Somewhere out there was a village and a post office and a young man whose eyes spoke louder than words. It was that silent voice I yearned to hear, not the roar of rain; I yearned to feel again what I had once felt, but the moment had come and gone and it would never return. It had been a dream. Unreal. Lost forever.

Papa drove off into the rain soon after breakfast. He returned just before lunch, his humour entirely restored.

‘Everything’s fine,’ he announced. ‘I’ve taken care of it. I spoke to Chief Inspector Armstrong and he agrees that the whole matter has been atrociously exaggerated – a man has a right to defend himself, his castle and his family. All charges have been dropped. No need to worry.’

Mildred placed a bowl of steaming hot potatoes on the table and Papa slid several on to his plate, cut them open and drowned them in gravy.
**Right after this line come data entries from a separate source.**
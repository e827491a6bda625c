// Per-request memo of successful probes
//
// One logical request may call `perform` many times against the same
// storage; only the first call probes. Failed probes are not remembered so
// that a retry within the same request sees the recorded failure.

use parking_lot::Mutex;
use std::collections::HashSet;

use crate::store::StorageKey;

/// Scope of one logical request or job
#[derive(Debug, Default)]
pub struct RequestScope {
    accessible: Mutex<HashSet<StorageKey>>,
}

impl RequestScope {
    pub fn new() -> Self {
        Self::default()
    }

    /// Whether a probe already found `key` accessible in this scope
    pub fn storage_accessible(&self, key: &StorageKey) -> bool {
        self.accessible.lock().contains(key)
    }

    pub(crate) fn mark_accessible(&self, key: &StorageKey) {
        self.accessible.lock().insert(key.clone());
    }
}
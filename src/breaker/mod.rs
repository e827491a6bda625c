//! Storage circuit breakers
//!
//! [`Breaker`] is what callers hold: either a real [`CircuitBreaker`] for a
//! configured storage or a [`NullCircuitBreaker`] for one that cannot be
//! used. Both expose the same `perform` and [`StorageBreaker`] methods, so
//! callers never branch on which one they got.

use async_trait::async_trait;
use chrono::{DateTime, Utc};
use std::future::Future;

use crate::error::{BreakerError, StoreError};
use crate::failure::FailureRecord;

pub mod circuit;
pub mod null;
pub mod registry;
pub mod scope;
pub mod settings;
pub mod switch;

pub use circuit::CircuitBreaker;
pub use null::NullCircuitBreaker;
pub use registry::BreakerRegistry;
pub use scope::RequestScope;
pub use settings::{BreakerSettings, CircuitState};
pub use switch::{AlwaysEnabled, BreakerSwitches, FeatureToggle, KillSwitch, RuntimeToggle};

/// Read-only view of a breaker's failure state
#[async_trait]
pub trait StorageBreaker: Send + Sync {
    fn storage(&self) -> &str;

    fn hostname(&self) -> &str;

    fn failure_count_threshold(&self) -> u64;

    async fn failure_info(&self) -> Result<FailureRecord, StoreError>;

    async fn circuit_broken(&self) -> Result<bool, StoreError>;

    async fn backing_off(&self) -> Result<bool, StoreError>;

    async fn last_failure(&self) -> Result<Option<DateTime<Utc>>, StoreError> {
        Ok(self.failure_info().await?.last_failure())
    }

    async fn failure_count(&self) -> Result<u64, StoreError> {
        Ok(self.failure_info().await?.failure_count())
    }

    async fn no_failures(&self) -> Result<bool, StoreError> {
        Ok(self.failure_info().await?.no_failures())
    }
}

/// Breaker handed out by [`BreakerRegistry::for_storage`]
pub enum Breaker {
    Circuit(CircuitBreaker),
    Null(NullCircuitBreaker),
}

impl Breaker {
    /// See [`CircuitBreaker::perform`] and [`NullCircuitBreaker::perform`]
    pub async fn perform<F, Fut, T, E>(&self, scope: &RequestScope, operation: F) -> Result<T, E>
    where
        F: FnOnce() -> Fut,
        Fut: Future<Output = Result<T, E>>,
        E: From<BreakerError>,
    {
        match self {
            Breaker::Circuit(breaker) => breaker.perform(scope, operation).await,
            Breaker::Null(breaker) => breaker.perform(scope, operation).await,
        }
    }

    pub fn is_null(&self) -> bool {
        matches!(self, Breaker::Null(_))
    }

    fn inner(&self) -> &dyn StorageBreaker {
        match self {
            Breaker::Circuit(breaker) => breaker,
            Breaker::Null(breaker) => breaker,
        }
    }
}

#[async_trait]
impl StorageBreaker for Breaker {
    fn storage(&self) -> &str {
        self.inner().storage()
    }

    fn hostname(&self) -> &str {
        self.inner().hostname()
    }

    fn failure_count_threshold(&self) -> u64 {
        self.inner().failure_count_threshold()
    }

    async fn failure_info(&self) -> Result<FailureRecord, StoreError> {
        self.inner().failure_info().await
    }

    async fn circuit_broken(&self) -> Result<bool, StoreError> {
        self.inner().circuit_broken().await
    }

    async fn backing_off(&self) -> Result<bool, StoreError> {
        self.inner().backing_off().await
    }
}
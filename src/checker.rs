//! Fleet accessibility checks
//!
//! [`Checker`] is the plain "is this storage reachable from here right now"
//! helper: it probes, records the outcome and touches the known-keys index
//! with the current time. Unlike the request-path breaker it never rejects
//! anything. [`FleetChecker`] runs one checker per configured storage,
//! either once or periodically until shutdown.
//!
//! Checks of the same storage+host are serialized through an
//! [`ExclusiveLease`] in the shared store, so they never overlap within a
//! process or across hosts that share the store.

use chrono::Utc;
use futures::future::join_all;
use serde::Serialize;
use std::collections::BTreeMap;
use std::sync::Arc;
use std::time::Duration;
use tokio::sync::broadcast;
use tokio::time;

use crate::breaker::BreakerSettings;
use crate::config::{Config, StorageConfig};
use crate::constants::{CHECK_STORE_ROUND_TRIPS, LEASE_TTL_MARGIN_SECS};
use crate::error::StoreError;
use crate::lease::ExclusiveLease;
use crate::metrics::BreakerMetrics;
use crate::probe::AvailabilityProbe;
use crate::store::key::local_hostname;
use crate::store::{SharedStateStore, StorageKey};
use crate::tracker::FailureTracker;

/// Outcome of one storage check
#[derive(Debug, Clone, PartialEq, Eq, Serialize)]
pub struct CheckResult {
    pub storage: String,
    pub success: bool,
}

/// Lease lifetime covering a whole check
///
/// The probe may take `storage_timeout` and every store round trip up to
/// `store_timeout`; the lease must not expire before both are done.
pub fn lease_ttl(storage_timeout: Duration, store_timeout: Duration) -> Duration {
    storage_timeout
        + store_timeout * CHECK_STORE_ROUND_TRIPS
        + Duration::from_secs(LEASE_TTL_MARGIN_SECS)
}

/// Probe-and-record helper for one storage on one host
pub struct Checker {
    storage_path: String,
    settings: BreakerSettings,
    tracker: FailureTracker,
    probe: Arc<dyn AvailabilityProbe>,
    lease: ExclusiveLease,
}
‘Nevertheless,’ he continued, ‘I want you girls to be careful. The coolies are getting restless – not just here, but up and down the Courantyne, and in Demerara. Ours wasn’t the only plantation where they rioted that day – imagine! Dieu Merci and Glasgow had troubles too, and even as far up as Skeldon, but not as serious as ours. It was almost as if there was some sort of conspiracy – but hardly possible, considering the distances involved. And in Demerara there have been strikes. These coolies will never understand. If we were to give in to their ridiculous demands …’ He stopped mid-sentence.

‘Then what, Papa?’

‘Then the entire sugar industry would break down. The plantations would fold. It would be over. BG would collapse. But – that’s not for you girls to worry about. We planters are taking care of it. They don’t call us sugar kings for nothing. Government supports us. Great Britain supports us. That’s all you need to know. But – that’s enough. Remember the rule – no business at the table. So what have you girls been up to while I was away?’
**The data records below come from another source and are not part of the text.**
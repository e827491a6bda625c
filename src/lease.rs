// Exclusive lease
//
// Time-bounded mutual exclusion across hosts, backed by the shared store.
// A lease is identified by its key and owned through a random token; only
// the owner can cancel it, and it expires on its own after `ttl` if the
// owner dies.

use std::sync::Arc;
use std::time::Duration;

use crate::constants::LEASE_RETRY_INTERVAL_MS;
use crate::error::StoreError;
use crate::store::SharedStateStore;

pub struct ExclusiveLease {
    store: Arc<dyn SharedStateStore>,
    key: String,
    ttl: Duration,
}

impl ExclusiveLease {
    pub fn new(store: Arc<dyn SharedStateStore>, key: impl Into<String>, ttl: Duration) -> Self {
        Self {
            store,
            key: key.into(),
            ttl,
        }
    }

    pub fn key(&self) -> &str {
        &self.key
    }

    pub fn ttl(&self) -> Duration {
        self.ttl
    }

    /// Takes the lease if it is free, returning the ownership token
    pub async fn try_obtain(&self) -> Result<Option<String>, StoreError> {
        let token = uuid::Uuid::new_v4().to_string();
        if self
            .store
            .try_acquire_lease(&self.key, &token, self.ttl)
            .await?
        {
            Ok(Some(token))
        } else {
            Ok(None)
        }
    }

    /// Waits until the lease can be taken
    ///
    /// A holder that never cancels only delays this by `ttl`.
    pub async fn obtain(&self) -> Result<String, StoreError> {
        let retry_interval = Duration::from_millis(LEASE_RETRY_INTERVAL_MS);
        let mut contended = false;
        loop {
            if let Some(token) = self.try_obtain().await? {
                return Ok(token);
            }
            if !contended {
                tracing::debug!(lease = %self.key, "Lease held elsewhere, waiting");
                contended = true;
            }
            tokio::time::sleep(retry_interval).await;
        }
    }

    /// Releases the lease if `token` still owns it
    pub async fn cancel(&self, token: &str) -> Result<bool, StoreError> {
        let released = self.store.release_lease(&self.key, token).await?;
        if !released {
            tracing::debug!(lease = %self.key, "Lease expired or taken over before release");
        }
        Ok(released)
    }
}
‘Papa, what are their demands?’ I had not forgotten the logies. Why was everyone telling us not to worry, not get involved? Not only Papa, but Gopal too, who just like Papa had told us – warned us – not to worry. Both sides were telling us to keep away; it was beginning to bother me that there was a huge situation brewing away right on our doorstep and we weren’t allowed to think about it. Thinking about it was what I needed to do.

‘Winnie, I said, don’t worry about it. It doesn’t concern you. You don’t need to know these things. It’s a complicated situation and nothing for young women to worry about. There’s all that beautiful silk I brought for you. That will give you enough to think about – a perfect occupation for a rainy day. Think about what dresses you’ll have made. Now we have the car I can have Miss Whatever’s-her-name brought up from New Amsterdam and back in a morning. I want to see you looking beautiful – there’ll be a big party at the Georgetown Club once the rains are over, and I want you two to be the most beautiful girls there. It’s a good thing women are still women here in BG – none of this suffragette nonsense. A plague of harridans is the last thing we need.’
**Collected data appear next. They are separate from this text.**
// Failure bookkeeping against the shared store
//
// Shared by the request-scoped circuit breaker and the fleet checker: both
// read the current record, stamp failures and clear the streak on success.
// Updates are independent field writes; concurrent writers may under-count
// (read-then-increment), which the thresholds tolerate.
//
// The known-keys index can be cleared by any host at any time, so every
// recorded failure re-adds its key.

use chrono::{DateTime, Utc};
use std::sync::atomic::{AtomicBool, Ordering};
use std::sync::Arc;

use crate::error::StoreError;
use crate::failure::FailureRecord;
use crate::store::{FailureField, SharedStateStore, StorageKey};

/// Reads and updates the failure record of one storage+host key
pub struct FailureTracker {
    key: StorageKey,
    cache_key: String,
    store: Arc<dyn SharedStateStore>,
    registered: AtomicBool,
}

impl FailureTracker {
    pub fn new(key: StorageKey, store: Arc<dyn SharedStateStore>) -> Self {
        let cache_key = key.cache_key();
        Self {
            key,
            cache_key,
            store,
            registered: AtomicBool::new(false),
        }
    }

    pub fn key(&self) -> &StorageKey {
        &self.key
    }

    pub fn cache_key(&self) -> &str {
        &self.cache_key
    }

    /// Current record, registering the key in the known-keys index on first use
    pub async fn current(&self) -> Result<FailureRecord, StoreError> {
        if !self.registered.load(Ordering::Acquire) {
            self.register(0.0).await?;
            self.registered.store(true, Ordering::Release);
        }
        let fields = self.store.read_fields(&self.cache_key).await?;
        Ok(FailureRecord::from_stored(fields))
    }

    /// Adds the key to the known-keys index with `score`
    pub async fn register(&self, score: f64) -> Result<(), StoreError> {
        self.store.register_known_key(&self.cache_key, score).await
    }

    /// Stamps one more failure at `now` and returns the new record
    pub async fn record_failure(&self, now: DateTime<Utc>) -> Result<FailureRecord, StoreError> {
        let previous = self.current().await?;
        let next = previous.with_failure(now);

        self.register(0.0).await?;

        if previous.first_failure().is_none() {
            self.store
                .write_field(&self.cache_key, FailureField::FirstFailure, now.timestamp())
                .await?;
        }
        self.store
            .write_field(&self.cache_key, FailureField::LastFailure, now.timestamp())
            .await?;
        self.store
            .write_field(
                &self.cache_key,
                FailureField::FailureCount,
                next.failure_count() as i64,
            )
            .await?;

        tracing::warn!(
            storage = %self.key.storage(),
            hostname = %self.key.hostname(),
            failure_count = next.failure_count(),
            "Storage marked inaccessible"
        );
        Ok(next)
    }

    /// Clears the failure streak
    pub async fn record_success(&self) -> Result<(), StoreError> {
        let previous = self.current().await?;
        if previous.no_failures() {
            return Ok(());
        }

        self.store
            .write_field(&self.cache_key, FailureField::FailureCount, 0)
            .await?;
        self.store
            .clear_field(&self.cache_key, FailureField::LastFailure)
            .await?;
        self.store
            .clear_field(&self.cache_key, FailureField::FirstFailure)
            .await?;

        tracing::info!(
            storage = %self.key.storage(),
            hostname = %self.key.hostname(),
            previous_failures = previous.failure_count(),
            "Storage accessible again, failures cleared"
        );
        Ok(())
    }
}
Yoyo and I let him talk on for the rest of the meal. Eventually, he and Miss Wright entered into some conversation about the situation in Europe – it seemed there was trouble brewing there too, and Papa had brought back a stack of newspapers from Georgetown. Miss Wright was eager for his opinion, which he gave as pompously as ever. I felt as if I had awakened from a dream; that my kind, sweet, perfect dream Papa had turned into this stranger whose every word made me want to curl up in embarrassment or anguish or even revulsion. In that dream I had been blind to the faults of my beloved father; faults that in any other person would have been as glaring as if they had been wearing horns and carrying a pitchfork.

 Could I still love Papa, with all these faults? After all, he was still my father. And he loved me; there was no doubt about that. Papa was a family man; we were everything to him, and he let us know it without reservation. How could I detest someone who loved me? Was it possible to love the person, but detest their personality? How did that work? Did George have faults I would detest, if only I were not too blind to see them? Did Mama love Papa in spite of his faults? Had she seen them as clearly as I now did? Was it those faults that drove her away, rather than the reasons Yoyo and I had surmised?

So many questions. So few answers. And so much rain.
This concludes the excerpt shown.